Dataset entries
╭──
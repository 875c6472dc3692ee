// SPDX-License-Identifier: MIT
// Copyright 2026 Roland Dreier <roland@rolandd.dev>

//! API routes for logged-in users.

use crate::error::Result;
use crate::middleware::SessionUser;
use crate::models::{ActivityConfig, DailyQuota, LeaderboardEntry};
use crate::services::dashboard::{self, DashboardSummary, HistoryEntry};
use crate::services::eligibility::daily_quota;
use crate::services::ranking::{leaderboard, points_baseline};
use crate::AppState;
use axum::{
    extract::{Query, State},
    http::StatusCode,
    routing::get,
    Extension, Json, Router,
};
use serde::{Deserialize, Serialize};
use std::sync::Arc;
#[cfg(feature = "binding-generation")]
use ts_rs::TS;

/// API routes (require a session).
/// The session middleware is applied in routes/mod.rs for these routes.
pub fn routes() -> Router<Arc<AppState>> {
    Router::new()
        .route("/api/me", get(get_me))
        .route("/api/ranking", get(get_ranking))
        .route("/api/activities", get(get_activities))
        .route("/api/workouts", get(get_workouts).post(create_workout))
        .route("/api/workouts/quota", get(get_quota))
}

// ─── Dashboard ───────────────────────────────────────────────

async fn get_me(
    State(state): State<Arc<AppState>>,
    Extension(session): Extension<SessionUser>,
) -> Result<Json<DashboardSummary>> {
    let now = chrono::Utc::now();
    let zone = state.config.day_zone;

    let summary = state
        .store
        .read(|s| dashboard::dashboard(s, &session.user_id, now, zone))
        .await?;
    Ok(Json(summary))
}

// ─── Ranking ─────────────────────────────────────────────────

#[derive(Serialize)]
#[cfg_attr(feature = "binding-generation", derive(TS))]
#[cfg_attr(
    feature = "binding-generation",
    ts(export, export_to = "web/src/lib/generated/")
)]
#[serde(rename_all = "camelCase")]
pub struct RankingResponse {
    pub entries: Vec<LeaderboardEntry>,
    /// Denominator used for `ratio` (never 0)
    pub max_points: f64,
}

async fn get_ranking(State(state): State<Arc<AppState>>) -> Json<RankingResponse> {
    let entries = state
        .store
        .read(|s| leaderboard(&s.users, &s.workouts))
        .await;
    let max_points = points_baseline(entries.first().map(|e| e.total_points));

    Json(RankingResponse {
        entries,
        max_points,
    })
}

// ─── Activity Types ──────────────────────────────────────────

async fn get_activities(State(state): State<Arc<AppState>>) -> Json<Vec<ActivityConfig>> {
    Json(state.store.activity_configs().await)
}

// ─── Workouts ────────────────────────────────────────────────

#[derive(Deserialize)]
struct HistoryQuery {
    /// Filter by user id
    user: Option<String>,
}

async fn get_workouts(
    State(state): State<Arc<AppState>>,
    Query(params): Query<HistoryQuery>,
) -> Json<Vec<HistoryEntry>> {
    let zone = state.config.day_zone;
    let entries = state
        .store
        .read(|s| dashboard::history(s, params.user.as_deref(), zone))
        .await;

    tracing::debug!(user = ?params.user, count = entries.len(), "Fetched workout history");
    Json(entries)
}

/// Workout submission form.
#[derive(Deserialize)]
#[serde(rename_all = "camelCase")]
pub struct CreateWorkoutRequest {
    activity_type: String,
}

#[derive(Serialize)]
#[cfg_attr(feature = "binding-generation", derive(TS))]
#[cfg_attr(
    feature = "binding-generation",
    ts(export, export_to = "web/src/lib/generated/")
)]
#[serde(rename_all = "camelCase")]
pub struct CreateWorkoutResponse {
    pub id: String,
    pub activity_type: String,
    pub points: f64,
    pub timestamp: String,
    /// Quota after this workout
    pub quota: DailyQuota,
}

async fn create_workout(
    State(state): State<Arc<AppState>>,
    Extension(session): Extension<SessionUser>,
    Json(req): Json<CreateWorkoutRequest>,
) -> Result<(StatusCode, Json<CreateWorkoutResponse>)> {
    let workout = state
        .recorder
        .record(&session.user_id, req.activity_type.trim())
        .await?;

    let zone = state.config.day_zone;
    let quota = state
        .store
        .read(|s| daily_quota(&session.user_id, &s.workouts, workout.timestamp, zone))
        .await;

    Ok((
        StatusCode::CREATED,
        Json(CreateWorkoutResponse {
            id: workout.id,
            activity_type: workout.activity_type.to_string(),
            points: workout.points,
            timestamp: zone.format_rfc3339(workout.timestamp),
            quota,
        }),
    ))
}

async fn get_quota(
    State(state): State<Arc<AppState>>,
    Extension(session): Extension<SessionUser>,
) -> Json<DailyQuota> {
    let now = chrono::Utc::now();
    let zone = state.config.day_zone;
    let quota = state
        .store
        .read(|s| daily_quota(&session.user_id, &s.workouts, now, zone))
        .await;
    Json(quota)
}
// SPDX-License-Identifier: MIT
// Copyright 2026 Roland Dreier <roland@rolandd.dev>

//! Daily workout cap.

use chrono::{DateTime, Utc};

use crate::models::{DailyQuota, Workout};
use crate::time_utils::DayZone;

/// Maximum workouts a user may log per local calendar day.
pub const DAILY_WORKOUT_LIMIT: usize = 2;

/// Number of workouts the user logged on the local calendar day of `now`.
pub fn workouts_today(
    user_id: &str,
    workouts: &[Workout],
    now: DateTime<Utc>,
    zone: DayZone,
) -> usize {
    workouts
        .iter()
        .filter(|w| w.user_id == user_id && zone.same_day(w.timestamp, now))
        .count()
}

/// Whether one more workout may be recorded for the user right now.
pub fn can_add_workout(
    user_id: &str,
    workouts: &[Workout],
    now: DateTime<Utc>,
    zone: DayZone,
) -> bool {
    workouts_today(user_id, workouts, now, zone) < DAILY_WORKOUT_LIMIT
}

pub fn daily_quota(
    user_id: &str,
    workouts: &[Workout],
    now: DateTime<Utc>,
    zone: DayZone,
) -> DailyQuota {
    DailyQuota::new(
        workouts_today(user_id, workouts, now, zone),
        DAILY_WORKOUT_LIMIT,
    )
}
// SPDX-License-Identifier: MIT
// Copyright 2026 Roland Dreier <roland@rolandd.dev>

//! Application error types with consistent API responses.

use axum::{
    http::StatusCode,
    response::{IntoResponse, Response},
    Json,
};
use serde::Serialize;

/// Application error type that converts to HTTP responses.
#[derive(Debug, thiserror::Error)]
pub enum AppError {
    #[error("Authentication required")]
    Unauthorized,

    #[error("Invalid username or password")]
    InvalidCredentials,

    #[error("Forbidden: {0}")]
    Forbidden(String),

    #[error("Resource not found: {0}")]
    NotFound(String),

    #[error("Invalid request: {0}")]
    BadRequest(String),

    #[error("Conflict: {0}")]
    Conflict(String),

    #[error("Daily workout limit reached ({limit} per day)")]
    DailyLimitReached { limit: usize },

    #[error("No activity configuration for type '{0}'")]
    ActivityConfigNotFound(String),

    #[error("Confirmation required: {0}")]
    ConfirmationRequired(String),

    #[error("Storage error: {0}")]
    Storage(String),

    #[error("Internal server error: {0}")]
    Internal(#[from] anyhow::Error),
}

impl From<validator::ValidationErrors> for AppError {
    fn from(errors: validator::ValidationErrors) -> Self {
        AppError::BadRequest(errors.to_string())
    }
}

/// JSON error response body
#[derive(Serialize)]
struct ErrorResponse {
    error: String,
    #[serde(skip_serializing_if = "Option::is_none")]
    details: Option<String>,
}

impl IntoResponse for AppError {
    fn into_response(self) -> Response {
        let (status, error, details) = match &self {
            AppError::Unauthorized => (StatusCode::UNAUTHORIZED, "unauthorized", None),
            AppError::InvalidCredentials => (
                StatusCode::UNAUTHORIZED,
                "invalid_credentials",
                Some(self.to_string()),
            ),
            AppError::Forbidden(msg) => (StatusCode::FORBIDDEN, "forbidden", Some(msg.clone())),
            AppError::NotFound(msg) => (StatusCode::NOT_FOUND, "not_found", Some(msg.clone())),
            AppError::BadRequest(msg) => {
                (StatusCode::BAD_REQUEST, "bad_request", Some(msg.clone()))
            }
            AppError::Conflict(msg) => (StatusCode::CONFLICT, "conflict", Some(msg.clone())),
            AppError::DailyLimitReached { .. } => (
                StatusCode::CONFLICT,
                "daily_limit_reached",
                Some(self.to_string()),
            ),
            AppError::ActivityConfigNotFound(_) => (
                StatusCode::UNPROCESSABLE_ENTITY,
                "activity_config_not_found",
                Some(self.to_string()),
            ),
            AppError::ConfirmationRequired(msg) => (
                StatusCode::PRECONDITION_REQUIRED,
                "confirmation_required",
                Some(msg.clone()),
            ),
            AppError::Storage(msg) => {
                tracing::error!(error = %msg, "Storage error");
                (StatusCode::INTERNAL_SERVER_ERROR, "storage_error", None)
            }
            AppError::Internal(err) => {
                tracing::error!(error = %err, "Internal server error");
                (StatusCode::INTERNAL_SERVER_ERROR, "internal_error", None)
            }
        };

        let body = ErrorResponse {
            error: error.to_string(),
            details,
        };

        (status, Json(body)).into_response()
    }
}

/// Result type alias for handlers
pub type Result<T> = std::result::Result<T, AppError>;
// SPDX-License-Identifier: MIT
// Copyright 2026 Roland Dreier <roland@rolandd.dev>

//! Admin mutations through the HTTP API.

use axum::http::StatusCode;
use serde_json::json;

mod common;
use common::{send, ADMIN};

#[tokio::test]
async fn test_delete_workout_requires_confirmation() {
    let (app, state) = common::create_test_app();
    let workout = state.recorder.record("2", "Correr").await.unwrap();
    common::login_as(&state, ADMIN).await;

    let uri = format!("/api/workouts/{}", workout.id);
    let (status, body) = send(&app, "DELETE", &uri, None).await;
    assert_eq!(status, StatusCode::PRECONDITION_REQUIRED);
    assert_eq!(body["error"], "confirmation_required");
    assert_eq!(state.store.workouts().await.len(), 1);

    let (status, _) = send(&app, "DELETE", &format!("{uri}?confirm=true"), None).await;
    assert_eq!(status, StatusCode::NO_CONTENT);
    assert!(state.store.workouts().await.is_empty());

    let (status, _) = send(&app, "DELETE", &format!("{uri}?confirm=true"), None).await;
    assert_eq!(status, StatusCode::NOT_FOUND);
}

#[tokio::test]
async fn test_remove_user_cascades_workouts() {
    let (app, state) = common::create_test_app();
    state.recorder.record("3", "Crossfit").await.unwrap();
    state.recorder.record("3", "Pádel").await.unwrap();
    state.recorder.record("4", "Correr").await.unwrap();
    common::login_as(&state, ADMIN).await;

    let (status, body) = send(&app, "DELETE", "/api/admin/users/3?confirm=true", None).await;

    assert_eq!(status, StatusCode::OK);
    assert_eq!(body["removedWorkouts"], 2);
    assert!(state.store.get_user("3").await.is_none());

    let remaining = state.store.workouts().await;
    assert_eq!(remaining.len(), 1);
    assert_eq!(remaining[0].user_id, "4");

    let (_, ranking) = send(&app, "GET", "/api/ranking", None).await;
    assert_eq!(ranking["entries"].as_array().unwrap().len(), 8);
}

#[tokio::test]
async fn test_admin_cannot_be_removed() {
    let (app, state) = common::create_test_app();
    common::login_as(&state, ADMIN).await;

    let (status, _) = send(&app, "DELETE", "/api/admin/users/6?confirm=true", None).await;

    assert_eq!(status, StatusCode::FORBIDDEN);
    assert!(state.store.get_user("6").await.is_some());
}

#[tokio::test]
async fn test_remove_user_without_confirmation() {
    let (app, state) = common::create_test_app();
    common::login_as(&state, ADMIN).await;

    let (status, _) = send(&app, "DELETE", "/api/admin/users/2", None).await;

    assert_eq!(status, StatusCode::PRECONDITION_REQUIRED);
    assert_eq!(state.store.users().await.len(), 9);
}

#[tokio::test]
async fn test_activity_edit_only_affects_new_workouts() {
    let (app, state) = common::create_test_app();
    let before = state.recorder.record("5", "Pádel").await.unwrap();
    common::login_as(&state, ADMIN).await;

    let (status, body) = send(
        &app,
        "PUT",
        "/api/admin/activities/P%C3%A1del",
        Some(json!({ "points": 0.5 })),
    )
    .await;
    assert_eq!(status, StatusCode::OK);
    assert_eq!(body["points"], 0.5);
    assert_eq!(body["color"], "bg-yellow-500");

    let after = state.recorder.record("5", "Pádel").await.unwrap();

    assert_eq!(before.points, 0.25);
    assert_eq!(after.points, 0.5);
    let stored = state.store.workouts().await;
    assert_eq!(stored[0].points, 0.25);
}

#[tokio::test]
async fn test_add_and_remove_activity() {
    let (app, state) = common::create_test_app();
    common::login_as(&state, ADMIN).await;

    let (status, body) = send(
        &app,
        "POST",
        "/api/admin/activities",
        Some(json!({ "type": "Natación", "points": 1.0, "color": "bg-cyan-500" })),
    )
    .await;
    assert_eq!(status, StatusCode::CREATED);
    assert_eq!(body["type"], "Natación");

    let (status, body) = send(
        &app,
        "POST",
        "/api/admin/activities",
        Some(json!({ "type": "Natación", "points": 2.0, "color": "bg-cyan-500" })),
    )
    .await;
    assert_eq!(status, StatusCode::CONFLICT);
    assert_eq!(body["error"], "conflict");

    let workout = state.recorder.record("1", "Natación").await.unwrap();
    assert_eq!(workout.points, 1.0);

    let (status, _) = send(
        &app,
        "DELETE",
        "/api/admin/activities/Nataci%C3%B3n?confirm=true",
        None,
    )
    .await;
    assert_eq!(status, StatusCode::NO_CONTENT);
    assert_eq!(state.store.activity_configs().await.len(), 6);

    // The old workout keeps its label and points
    let (_, history) = send(&app, "GET", "/api/workouts?user=1", None).await;
    assert_eq!(history[0]["activityType"], "Natación");
    assert_eq!(history[0]["points"], 1.0);
    assert_eq!(history[0]["color"], "bg-slate-700");
}

#[tokio::test]
async fn test_invalid_activity_rejected() {
    let (app, state) = common::create_test_app();
    common::login_as(&state, ADMIN).await;

    let (status, body) = send(
        &app,
        "POST",
        "/api/admin/activities",
        Some(json!({ "type": "Remo", "points": -1.0, "color": "bg-teal-500" })),
    )
    .await;

    assert_eq!(status, StatusCode::BAD_REQUEST);
    assert_eq!(body["error"], "bad_request");
    assert_eq!(state.store.activity_configs().await.len(), 6);
}

#[tokio::test]
async fn test_new_user_default_password_and_login() {
    let (app, state) = common::create_test_app();
    common::login_as(&state, ADMIN).await;

    let (status, body) = send(
        &app,
        "POST",
        "/api/admin/users",
        Some(json!({ "name": "Jose Maria" })),
    )
    .await;
    assert_eq!(status, StatusCode::CREATED);
    assert_eq!(body["username"], "josemaria");
    assert_eq!(body["isAdmin"], false);

    let (status, _) = send(
        &app,
        "POST",
        "/auth/login",
        Some(json!({ "username": "josemaria", "password": "123" })),
    )
    .await;
    assert_eq!(status, StatusCode::OK);

    let (status, body) = send(&app, "GET", "/api/ranking", None).await;
    assert_eq!(status, StatusCode::OK);
    assert_eq!(body["entries"].as_array().unwrap().len(), 10);
}

#[tokio::test]
async fn test_duplicate_username_rejected() {
    let (app, state) = common::create_test_app();
    common::login_as(&state, ADMIN).await;

    let (status, _) = send(
        &app,
        "POST",
        "/api/admin/users",
        Some(json!({ "name": "Juanmi" })),
    )
    .await;

    assert_eq!(status, StatusCode::CONFLICT);
    assert_eq!(state.store.users().await.len(), 9);
}

#[tokio::test]
async fn test_update_password() {
    let (app, state) = common::create_test_app();
    common::login_as(&state, ADMIN).await;

    let (status, _) = send(
        &app,
        "PUT",
        "/api/admin/users/2/password",
        Some(json!({ "password": "nueva_clave" })),
    )
    .await;
    assert_eq!(status, StatusCode::NO_CONTENT);

    let (status, _) = send(
        &app,
        "POST",
        "/auth/login",
        Some(json!({ "username": "adri", "password": "adri_2026" })),
    )
    .await;
    assert_eq!(status, StatusCode::UNAUTHORIZED);

    let (status, body) = send(
        &app,
        "POST",
        "/auth/login",
        Some(json!({ "username": "adri", "password": "nueva_clave" })),
    )
    .await;
    assert_eq!(status, StatusCode::OK);
    assert_eq!(body["id"], "2");
}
╰──
Write out every line in the data that holds the string "after".

    /// Quota after this workout
    let after = state.recorder.record("5", "Pádel").await.unwrap();
    assert_eq!(after.points, 0.5);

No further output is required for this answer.